[Stored data entries]
......

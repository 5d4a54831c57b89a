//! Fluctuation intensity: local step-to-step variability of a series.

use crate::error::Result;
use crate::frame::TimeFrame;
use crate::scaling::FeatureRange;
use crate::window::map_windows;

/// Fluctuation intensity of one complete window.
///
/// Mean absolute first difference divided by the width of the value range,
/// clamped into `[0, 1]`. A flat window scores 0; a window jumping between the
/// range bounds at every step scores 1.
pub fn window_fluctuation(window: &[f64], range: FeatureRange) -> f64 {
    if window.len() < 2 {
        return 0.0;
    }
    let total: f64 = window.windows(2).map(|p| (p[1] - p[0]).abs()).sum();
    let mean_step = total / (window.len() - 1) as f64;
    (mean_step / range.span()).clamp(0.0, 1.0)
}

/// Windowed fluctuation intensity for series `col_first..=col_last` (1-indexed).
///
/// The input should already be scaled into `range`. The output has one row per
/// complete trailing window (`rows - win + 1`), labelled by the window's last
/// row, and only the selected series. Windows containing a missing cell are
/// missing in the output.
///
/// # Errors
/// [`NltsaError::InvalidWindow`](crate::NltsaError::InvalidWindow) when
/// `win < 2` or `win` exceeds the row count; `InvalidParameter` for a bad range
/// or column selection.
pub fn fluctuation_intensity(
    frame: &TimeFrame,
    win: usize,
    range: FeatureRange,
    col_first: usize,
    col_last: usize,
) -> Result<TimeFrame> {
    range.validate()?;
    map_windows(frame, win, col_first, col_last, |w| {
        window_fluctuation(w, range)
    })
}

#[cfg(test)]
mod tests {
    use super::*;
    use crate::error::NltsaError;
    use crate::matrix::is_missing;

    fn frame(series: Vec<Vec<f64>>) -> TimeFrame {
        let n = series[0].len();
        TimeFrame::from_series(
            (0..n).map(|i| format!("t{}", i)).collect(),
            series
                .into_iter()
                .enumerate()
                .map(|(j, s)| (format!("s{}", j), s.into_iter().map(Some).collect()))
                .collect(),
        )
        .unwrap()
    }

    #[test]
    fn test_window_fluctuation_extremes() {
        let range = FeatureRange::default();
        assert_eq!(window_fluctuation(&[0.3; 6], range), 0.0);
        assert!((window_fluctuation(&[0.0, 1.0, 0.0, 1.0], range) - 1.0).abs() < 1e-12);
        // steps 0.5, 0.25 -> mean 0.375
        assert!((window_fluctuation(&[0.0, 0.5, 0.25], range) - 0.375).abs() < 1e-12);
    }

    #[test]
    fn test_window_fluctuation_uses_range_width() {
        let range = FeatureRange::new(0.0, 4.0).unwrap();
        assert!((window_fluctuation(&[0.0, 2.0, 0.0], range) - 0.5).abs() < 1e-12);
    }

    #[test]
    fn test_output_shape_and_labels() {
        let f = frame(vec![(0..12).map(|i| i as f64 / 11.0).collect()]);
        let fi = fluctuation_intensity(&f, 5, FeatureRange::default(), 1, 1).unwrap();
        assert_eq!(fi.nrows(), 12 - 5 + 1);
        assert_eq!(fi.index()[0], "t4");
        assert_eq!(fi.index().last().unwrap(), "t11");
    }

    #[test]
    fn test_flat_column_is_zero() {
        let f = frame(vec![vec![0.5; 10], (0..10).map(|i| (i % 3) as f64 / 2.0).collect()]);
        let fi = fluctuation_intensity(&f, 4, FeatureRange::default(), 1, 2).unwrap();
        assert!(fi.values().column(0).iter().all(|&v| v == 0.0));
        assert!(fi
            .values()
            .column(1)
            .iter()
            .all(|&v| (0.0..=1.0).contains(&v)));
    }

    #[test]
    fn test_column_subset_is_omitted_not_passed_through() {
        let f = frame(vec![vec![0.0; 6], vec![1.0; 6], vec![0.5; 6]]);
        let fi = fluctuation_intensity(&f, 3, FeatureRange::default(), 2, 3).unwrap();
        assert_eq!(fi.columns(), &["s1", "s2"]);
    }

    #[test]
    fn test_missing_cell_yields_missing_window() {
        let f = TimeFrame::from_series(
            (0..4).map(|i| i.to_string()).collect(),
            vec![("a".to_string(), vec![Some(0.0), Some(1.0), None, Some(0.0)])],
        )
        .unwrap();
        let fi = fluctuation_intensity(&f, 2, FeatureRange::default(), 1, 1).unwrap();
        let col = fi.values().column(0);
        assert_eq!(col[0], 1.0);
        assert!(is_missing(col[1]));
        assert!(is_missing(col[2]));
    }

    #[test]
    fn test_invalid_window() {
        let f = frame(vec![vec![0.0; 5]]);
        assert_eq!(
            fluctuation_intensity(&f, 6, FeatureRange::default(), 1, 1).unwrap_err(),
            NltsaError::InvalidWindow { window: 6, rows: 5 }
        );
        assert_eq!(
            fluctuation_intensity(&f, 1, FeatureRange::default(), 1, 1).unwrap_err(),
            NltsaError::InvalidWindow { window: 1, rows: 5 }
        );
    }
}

......

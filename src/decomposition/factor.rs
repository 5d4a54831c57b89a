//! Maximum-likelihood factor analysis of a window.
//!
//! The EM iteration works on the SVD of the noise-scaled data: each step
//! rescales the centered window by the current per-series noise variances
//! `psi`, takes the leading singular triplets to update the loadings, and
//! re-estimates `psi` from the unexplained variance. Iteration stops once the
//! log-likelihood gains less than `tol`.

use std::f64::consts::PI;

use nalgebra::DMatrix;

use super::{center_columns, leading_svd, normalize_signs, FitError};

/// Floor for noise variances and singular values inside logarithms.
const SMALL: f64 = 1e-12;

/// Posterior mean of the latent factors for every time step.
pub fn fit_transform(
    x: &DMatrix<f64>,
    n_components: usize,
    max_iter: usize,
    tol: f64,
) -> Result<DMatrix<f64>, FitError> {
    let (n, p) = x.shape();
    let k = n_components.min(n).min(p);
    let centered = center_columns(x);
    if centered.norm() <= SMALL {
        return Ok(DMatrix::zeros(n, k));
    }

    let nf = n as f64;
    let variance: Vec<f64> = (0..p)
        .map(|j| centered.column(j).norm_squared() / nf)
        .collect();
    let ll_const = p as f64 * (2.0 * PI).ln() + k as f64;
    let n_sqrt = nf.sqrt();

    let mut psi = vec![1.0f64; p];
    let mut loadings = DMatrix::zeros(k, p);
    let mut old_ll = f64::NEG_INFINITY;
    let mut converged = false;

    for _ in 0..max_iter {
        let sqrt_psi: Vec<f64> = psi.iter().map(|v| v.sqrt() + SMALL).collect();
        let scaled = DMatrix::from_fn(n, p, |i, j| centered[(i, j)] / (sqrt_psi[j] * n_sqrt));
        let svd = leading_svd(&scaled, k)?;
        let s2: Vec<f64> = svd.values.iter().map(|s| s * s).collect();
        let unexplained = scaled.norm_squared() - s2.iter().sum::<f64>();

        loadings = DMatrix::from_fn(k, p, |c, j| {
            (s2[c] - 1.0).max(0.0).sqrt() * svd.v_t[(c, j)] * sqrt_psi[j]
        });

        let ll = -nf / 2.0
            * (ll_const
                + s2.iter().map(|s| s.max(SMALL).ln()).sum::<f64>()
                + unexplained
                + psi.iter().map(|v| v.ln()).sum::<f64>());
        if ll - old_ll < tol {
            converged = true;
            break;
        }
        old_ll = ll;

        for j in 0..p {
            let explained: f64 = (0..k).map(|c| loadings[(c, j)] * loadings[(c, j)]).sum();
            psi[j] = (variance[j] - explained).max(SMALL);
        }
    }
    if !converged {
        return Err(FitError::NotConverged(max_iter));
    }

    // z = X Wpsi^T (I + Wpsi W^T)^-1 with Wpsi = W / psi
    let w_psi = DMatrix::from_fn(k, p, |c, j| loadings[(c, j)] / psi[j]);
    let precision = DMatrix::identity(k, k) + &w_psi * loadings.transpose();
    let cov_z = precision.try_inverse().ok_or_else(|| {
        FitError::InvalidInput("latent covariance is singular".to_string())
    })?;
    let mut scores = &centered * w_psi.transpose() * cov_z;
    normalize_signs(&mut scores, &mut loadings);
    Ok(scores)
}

......

● **TASK GOAL**: Print, from the entries above, the line with "use super::*;", the line with "let f = frame(vec![(0..12).map(|i|" and all lines between them, exactly and with nothing else.

● **REPLY TO THE EXERCISE**:
    use super::*;
    use crate::error::NltsaError;
    use crate::matrix::is_missing;

    fn frame(series: Vec<Vec<f64>>) -> TimeFrame {
        let n = series[0].len();
        TimeFrame::from_series(
            (0..n).map(|i| format!("t{}", i)).collect(),
            series
                .into_iter()
                .enumerate()
                .map(|(j, s)| (format!("s{}", j), s.into_iter().map(Some).collect()))
                .collect(),
        )
        .unwrap()
    }

    #[test]
    fn test_window_fluctuation_extremes() {
        let range = FeatureRange::default();
        assert_eq!(window_fluctuation(&[0.3; 6], range), 0.0);
        assert!((window_fluctuation(&[0.0, 1.0, 0.0, 1.0], range) - 1.0).abs() < 1e-12);
        // steps 0.5, 0.25 -> mean 0.375
        assert!((window_fluctuation(&[0.0, 0.5, 0.25], range) - 0.375).abs() < 1e-12);
    }

    #[test]
    fn test_window_fluctuation_uses_range_width() {
        let range = FeatureRange::new(0.0, 4.0).unwrap();
        assert!((window_fluctuation(&[0.0, 2.0, 0.0], range) - 0.5).abs() < 1e-12);
    }

    #[test]
    fn test_output_shape_and_labels() {
        let f = frame(vec![(0..12).map(|i| i as f64 / 11.0).collect()]);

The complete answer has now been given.